Isolation and identification of seven glucuronide conjugates of andrographolide in human urine.

Andrographolide is one of the principal components of a famous traditional Chinese herbal medicine, Andrographis paniculate (Burm) Nees, and has been widely used in the clinic for the treatment of infectious diseases. In this paper, metabolites of andrographolide in the urine of eight healthy volunteers after oral administration were further investigated. Building on previous findings, an additional seven phase II metabolites were isolated by liquid-liquid extraction, open-column chromatography, medium-pressure liquid chromatography, and, finally, preparative high-performance liquid chromatography. Structural elucidation was carried out by mass spectra and NMR spectroscopy including 1H NMR, 13C NMR and two-dimensional NMR (distortionless enhancement by polarization transfer, heteronuclear multiple-quantum correlation, heteronuclear multiple-bond correlation, 1H-1H correlated spectroscopy, and nuclear Overhauser enhancement spectroscopy).
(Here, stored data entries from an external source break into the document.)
//! # Material Report
//!
//! Turns a [`MaterialInformation`] into property tables with numbered
//! citations, then emits Markdown (and, through [`crate::pdf`], PDF).
//!
//! ## Citation Numbering
//!
//! References are numbered in order of first use. Rows are visited in the
//! canonical vocabulary order; a row whose reference string exactly matches an
//! earlier one reuses that number, a new string gets the next number, and a
//! row without a reference is cited as `-`.
//!
//! ## Example
//!
//! ```rust
//! use mist_core::material::MaterialBuilder;
//! use mist_core::property::Property;
//! use mist_core::report::{render, ReportSection};
//! use mist_core::schema::ThermophysicalProperty;
//!
//! let material = MaterialBuilder::new("SS316L", "")
//!     .property(
//!         ThermophysicalProperty::Density,
//!         Property::scalar("density", 7955.0).with_unit("kg/m^3").with_reference("Kim 1975"),
//!     )
//!     .build();
//!
//! let markdown = render(&material, &[ReportSection::Properties]);
//! assert!(markdown.contains("| density | 7955 | $kg/m^3$ | [1] |"));
//! assert!(markdown.contains("[1] Kim 1975"));
//! ```

use serde::{Deserialize, Serialize};

use crate::material::MaterialInformation;
use crate::phase::PhaseEntry;
use crate::property::{LaurentTerm, Property, PropertyValue};

/// Symbol used for a polynomial's variable when the document gives none
const DEFAULT_VARIABLE_SYMBOL: &str = "x";

/// Placeholder for any absent cell
pub const MISSING: &str = "-";

/// Magnitudes outside `[1e-4, 1e16)` switch to exponent form
const PLAIN_RANGE: std::ops::Range<f64> = 1e-4..1e16;

/// A number as it appears in a report cell: `7955`, `0.05`, `1.2e-15`
pub fn format_value(value: f64) -> String {
    if value == 0.0 || PLAIN_RANGE.contains(&value.abs()) {
        value.to_string()
    } else {
        format!("{:e}", value)
    }
}

/// Report sections, in the order they appear in the output.
#[derive(Debug, Clone, Copy, PartialEq, Eq, PartialOrd, Ord, Hash, Serialize, Deserialize)]
#[serde(rename_all = "snake_case")]
pub enum ReportSection {
    Composition,
    Properties,
    Phases,
    Solidification,
}

impl ReportSection {
    pub const ALL: [ReportSection; 4] = [
        ReportSection::Composition,
        ReportSection::Properties,
        ReportSection::Phases,
        ReportSection::Solidification,
    ];

    pub fn key(&self) -> &'static str {
        match self {
            ReportSection::Composition => "composition",
            ReportSection::Properties => "properties",
            ReportSection::Phases => "phases",
            ReportSection::Solidification => "solidification",
        }
    }
}

/// Distinct reference strings in order of first use.
#[derive(Debug, Clone, PartialEq, Default)]
pub struct ReferenceList {
    references: Vec<String>,
}

impl ReferenceList {
    pub fn new() -> Self {
        ReferenceList::default()
    }

    /// Citation number (1-based) for `reference`, registering it on first use.
    ///
    /// Matching is exact string equality. Returns `None` when there is no reference.
    pub fn cite(&mut self, reference: Option<&str>) -> Option<usize> {
        let reference = reference?;
        match self.references.iter().position(|known| known == reference) {
            Some(index) => Some(index + 1),
            None => {
                self.references.push(reference.to_string());
                Some(self.references.len())
            }
        }
    }

    /// `(number, reference)` pairs in citation order
    pub fn iter(&self) -> impl Iterator<Item = (usize, &str)> {
        self.references
            .iter()
            .enumerate()
            .map(|(index, reference)| (index + 1, reference.as_str()))
    }

    pub fn len(&self) -> usize {
        self.references.len()
    }

    pub fn is_empty(&self) -> bool {
        self.references.is_empty()
    }
}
All of the metabolites were characterized as glucuronide conjugates, and the structures were determined to be andrographolide-19-O-beta-D-glucuronide (M-1), isoandrographolide-19-O-beta-D-glucuronide (M-2), 14-deoxy-12-hydroxy-andrographolide-19-O-beta-D-glucuronide (M-3), andrographolide-19-O-[6'-methyl-beta-D-glucuronide] (M-4), 14-deoxy-12(13)-en-andrographolide-19-O-beta-D-glucuronide (M-5), 14-deoxyandrographolide-19-O-beta-D-glucuronide (M-6), and 3-oxoandrographolide-19-O-beta-D-glucuronide (M-7), respectively.[1]